DESCRIPTION OF THE TASK:
Your answer must be an exact copy of the records below.

DATA PROVIDED:

//! Authentication module: credential verification, bearer-token issuance
//! and current-user resolution.
//!
//! This module provides the login endpoint, the protected user endpoints
//! and the middleware that guards them.

pub mod handlers;
pub mod middleware;
pub mod models;
pub mod routes;
pub mod service;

RESPONSE FOR THIS EXERCISE:
//! Authentication module: credential verification, bearer-token issuance
//! and current-user resolution.
//!
//! This module provides the login endpoint, the protected user endpoints
//! and the middleware that guards them.

pub mod handlers;
pub mod middleware;
pub mod models;
pub mod routes;
pub mod service;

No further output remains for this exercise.